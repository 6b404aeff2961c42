//! One-vs-all logistic regression trained with batch gradient descent.
//!
//! The trainer fits one independent binary classifier per distinct label
//! (first-seen order, closed at training time) over a fixed set of three
//! features. All arithmetic is implemented manually: stable two-branch
//! sigmoid, log loss, batch gradients, simultaneous parameter updates.
//!
//! # Example
//!
//! ```
//! use clasificar::prelude::*;
//!
//! let dataset = Dataset::new(
//!     vec![0, 1, 2, 3],
//!     vec![
//!         ("x".to_string(), vec![Some(10.0), Some(11.0), Some(50.0), Some(51.0)]),
//!         ("y".to_string(), vec![Some(20.0), Some(21.0), Some(60.0), Some(61.0)]),
//!         ("z".to_string(), vec![Some(30.0), Some(31.0), Some(70.0), Some(71.0)]),
//!     ],
//!     Some(("house".to_string(), vec![
//!         Some("A".to_string()),
//!         Some("A".to_string()),
//!         Some("B".to_string()),
//!         Some("B".to_string()),
//!     ])),
//! )
//! .expect("valid dataset");
//!
//! let features = FeatureSelection::resolve(&dataset, ["x", "y", "z"])
//!     .expect("features present");
//! let config = TrainConfig::new()
//!     .with_learning_rate(0.1)
//!     .with_max_steps(5000);
//! let trainer = OneVsAllTrainer::new(config).expect("valid hyperparameters");
//! let output = trainer
//!     .fit(&dataset, &features, "house")
//!     .expect("trainable dataset");
//!
//! assert_eq!(output.model.classes(), vec!["A", "B"]);
//! ```

mod predict;

pub use predict::{Predictions, Predictor};

use crate::data::{Dataset, FeatureSelection};
use crate::error::{ClasificarError, Result};
use crate::model::{ClassModel, ModelSet};
use crate::preprocessing::StandardScaler;

/// Keeps ln() away from 0 inside the log-loss terms.
const COST_EPSILON: f64 = 1e-15;

/// Numerically stable logistic function.
///
/// Computed as 1/(1+e^-z) for z >= 0 and e^z/(1+e^z) otherwise, so the
/// exponential argument is never positive and cannot overflow for large
/// |z|.
#[must_use]
pub fn sigmoid(z: f64) -> f64 {
    if z >= 0.0 {
        1.0 / (1.0 + (-z).exp())
    } else {
        let e = z.exp();
        e / (1.0 + e)
    }
}

/// Ordered (step, cost) pairs recorded during one binary fit.
///
/// Diagnostic only: exposed for external cost-curve rendering, never
/// persisted with the model.
#[derive(Debug, Clone, Default, PartialEq)]
pub struct CostTrace {
    points: Vec<(usize, f64)>,
}

impl CostTrace {
    fn push(&mut self, step: usize, cost: f64) {
        self.points.push((step, cost));
    }

    /// Returns the recorded (step, cost) pairs in step order.
    #[must_use]
    pub fn points(&self) -> &[(usize, f64)] {
        &self.points
    }

    /// Returns the cost of the last recorded step, if any.
    #[must_use]
    pub fn final_cost(&self) -> Option<f64> {
        self.points.last().map(|&(_, c)| c)
    }

    /// Returns the number of recorded steps.
    #[must_use]
    pub fn len(&self) -> usize {
        self.points.len()
    }

    /// Returns true if no steps were recorded.
    #[must_use]
    pub fn is_empty(&self) -> bool {
        self.points.is_empty()
    }
}

/// Gradient-descent hyperparameters, supplied by the caller and threaded
/// through training as an immutable value.
#[derive(Debug, Clone, Copy, PartialEq)]
pub struct TrainConfig {
    /// Magnitude of each gradient-descent update. Must be > 0.
    pub learning_rate: f64,
    /// Maximum number of gradient-descent steps. Must be > 0.
    pub max_steps: usize,
    /// Convergence threshold: training stops early once every parameter
    /// update is smaller than this in absolute value. Must be > 0.
    pub min_step_size: f64,
}

impl Default for TrainConfig {
    fn default() -> Self {
        Self {
            learning_rate: 0.01,
            max_steps: 15_000,
            min_step_size: 0.000_05,
        }
    }
}

impl TrainConfig {
    /// Creates a config with the default hyperparameters.
    #[must_use]
    pub fn new() -> Self {
        Self::default()
    }

    /// Sets the learning rate.
    #[must_use]
    pub fn with_learning_rate(mut self, learning_rate: f64) -> Self {
        self.learning_rate = learning_rate;
        self
    }

    /// Sets the maximum number of steps.
    #[must_use]
    pub fn with_max_steps(mut self, max_steps: usize) -> Self {
        self.max_steps = max_steps;
        self
    }

    /// Sets the convergence threshold.
    #[must_use]
    pub fn with_min_step_size(mut self, min_step_size: f64) -> Self {
        self.min_step_size = min_step_size;
        self
    }

    /// Validates every hyperparameter.
    ///
    /// # Errors
    ///
    /// Returns `InvalidHyperparameter` naming the first offending value.
    pub fn validate(&self) -> Result<()> {
        if !(self.learning_rate > 0.0 && self.learning_rate.is_finite()) {
            return Err(ClasificarError::InvalidHyperparameter {
                param: "learning_rate".to_string(),
                value: self.learning_rate.to_string(),
                constraint: "a finite value > 0".to_string(),
            });
        }
        if self.max_steps == 0 {
            return Err(ClasificarError::InvalidHyperparameter {
                param: "max_steps".to_string(),
                value: "0".to_string(),
                constraint: "> 0".to_string(),
            });
        }
        if !(self.min_step_size > 0.0 && self.min_step_size.is_finite()) {
            return Err(ClasificarError::InvalidHyperparameter {
                param: "min_step_size".to_string(),
                value: self.min_step_size.to_string(),
                constraint: "a finite value > 0".to_string(),
            });
        }
        Ok(())
    }
}

/// Result of a multiclass training run: the persisted model plus one cost
/// trace per class, in class order.
#[derive(Debug, Clone)]
pub struct TrainingOutput {
    pub model: ModelSet,
    pub cost_traces: Vec<(String, CostTrace)>,
}

/// Trains one binary logistic-regression classifier per distinct label.
///
/// Each per-class fit is independent: no shared parameters, outcome 1 for
/// rows of the target class and 0 otherwise.
#[derive(Debug, Clone)]
pub struct OneVsAllTrainer {
    config: TrainConfig,
}

impl OneVsAllTrainer {
    /// Creates a trainer, validating the hyperparameters at entry.
    ///
    /// # Errors
    ///
    /// Returns `InvalidHyperparameter` if any config value is out of range.
    pub fn new(config: TrainConfig) -> Result<Self> {
        config.validate()?;
        Ok(Self { config })
    }

    /// Returns the trainer's configuration.
    #[must_use]
    pub fn config(&self) -> &TrainConfig {
        &self.config
    }

    /// Fits the full one-vs-all model.
    ///
    /// Rows missing any of the three features or the label are dropped
    /// wholesale. The standardization parameters are fitted once on the
    /// filtered rows and stored verbatim in every class's output.
    ///
    /// # Errors
    ///
    /// - `MissingColumn` if the label column is absent,
    /// - `InsufficientGroups` if fewer than 2 distinct labels exist,
    /// - `EmptyTrainingSet` if filtering removes every row,
    /// - `Unstandardizable` if any feature is constant after filtering.
    pub fn fit(
        &self,
        dataset: &Dataset,
        features: &FeatureSelection,
        label_column: &str,
    ) -> Result<TrainingOutput> {
        let labels = dataset.label(label_column)?;

        // The class set is closed here: distinct labels in first-seen order.
        let mut classes: Vec<&str> = Vec::new();
        for label in labels.iter().flatten() {
            if !classes.contains(&label.as_str()) {
                classes.push(label.as_str());
            }
        }
        if classes.len() < 2 {
            return Err(ClasificarError::InsufficientGroups {
                found: classes.len(),
            });
        }

        // Complete rows only: all three features and the label present.
        let mut rows: Vec<[f64; 3]> = Vec::new();
        let mut row_labels: Vec<&str> = Vec::new();
        for row in 0..dataset.n_rows() {
            let (Some(x), Some(label)) = (features.row(dataset, row), &labels[row]) else {
                continue;
            };
            rows.push(x);
            row_labels.push(label.as_str());
        }
        if rows.is_empty() {
            return Err(ClasificarError::EmptyTrainingSet);
        }

        let columns: Vec<Vec<f64>> =
            (0..3).map(|k| rows.iter().map(|x| x[k]).collect()).collect();
        let scaler = StandardScaler::fit(&columns);
        for (k, params) in scaler.params().iter().enumerate() {
            if params.std == 0.0 {
                return Err(ClasificarError::Unstandardizable {
                    feature: features.names()[k].to_string(),
                });
            }
        }

        let mut standardized: Vec<[f64; 3]> = Vec::with_capacity(rows.len());
        for x in &rows {
            let mut z = [0.0; 3];
            for k in 0..3 {
                z[k] = scaler.transform(k, x[k])?;
            }
            standardized.push(z);
        }

        let means = [
            scaler.params()[0].mean,
            scaler.params()[1].mean,
            scaler.params()[2].mean,
        ];
        let stds = [
            scaler.params()[0].std,
            scaler.params()[1].std,
            scaler.params()[2].std,
        ];

        let mut model = ModelSet::new();
        let mut cost_traces = Vec::with_capacity(classes.len());
        for class in classes {
            let outcomes: Vec<f64> = row_labels
                .iter()
                .map(|&label| if label == class { 1.0 } else { 0.0 })
                .collect();
            let (theta, trace) = self.fit_class(&standardized, &outcomes);
            model.insert(
                class.to_string(),
                ClassModel {
                    theta_0: theta[0],
                    theta_1: theta[1],
                    theta_2: theta[2],
                    theta_3: theta[3],
                    means,
                    stds,
                },
            );
            cost_traces.push((class.to_string(), trace));
        }

        Ok(TrainingOutput { model, cost_traces })
    }

    /// Batch gradient descent for one binary classifier.
    ///
    /// θ starts at zero. Each step computes the sigmoid activations, the
    /// mean log loss, and the mean gradients (x₀ ≡ 1), then applies a
    /// simultaneous update from the pre-update θ. Once every |Δθ| falls
    /// under the threshold the sub-threshold update is discarded and the
    /// loop stops.
    fn fit_class(&self, xs: &[[f64; 3]], outcomes: &[f64]) -> ([f64; 4], CostTrace) {
        let mut theta = [0.0f64; 4];
        let n = xs.len() as f64;
        let mut trace = CostTrace::default();

        for step in 0..self.config.max_steps {
            let mut cost_sum = 0.0;
            let mut gradient = [0.0f64; 4];

            for (x, &y) in xs.iter().zip(outcomes) {
                let z = theta[0] + theta[1] * x[0] + theta[2] * x[1] + theta[3] * x[2];
                let activation = sigmoid(z);
                cost_sum += -y * (activation + COST_EPSILON).ln()
                    - (1.0 - y) * (1.0 - activation + COST_EPSILON).ln();

                let error = activation - y;
                gradient[0] += error;
                gradient[1] += error * x[0];
                gradient[2] += error * x[1];
                gradient[3] += error * x[2];
            }

            trace.push(step, cost_sum / n);

            let mut next = [0.0f64; 4];
            for k in 0..4 {
                next[k] = theta[k] - self.config.learning_rate * gradient[k] / n;
            }
            if (0..4).all(|k| (next[k] - theta[k]).abs() < self.config.min_step_size) {
                break;
            }
            theta = next;
        }

        (theta, trace)
    }
}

| Exercise |
Your response should be the lines above from the first to the one containing "manually: stable two-branch", inclusive, each given exactly.

| Written response |
repository 6b404aeff2961c42
//! One-vs-all logistic regression trained with batch gradient descent.
//!
//! The trainer fits one independent binary classifier per distinct label
//! (first-seen order, closed at training time) over a fixed set of three
//! features. All arithmetic is implemented manually: stable two-branch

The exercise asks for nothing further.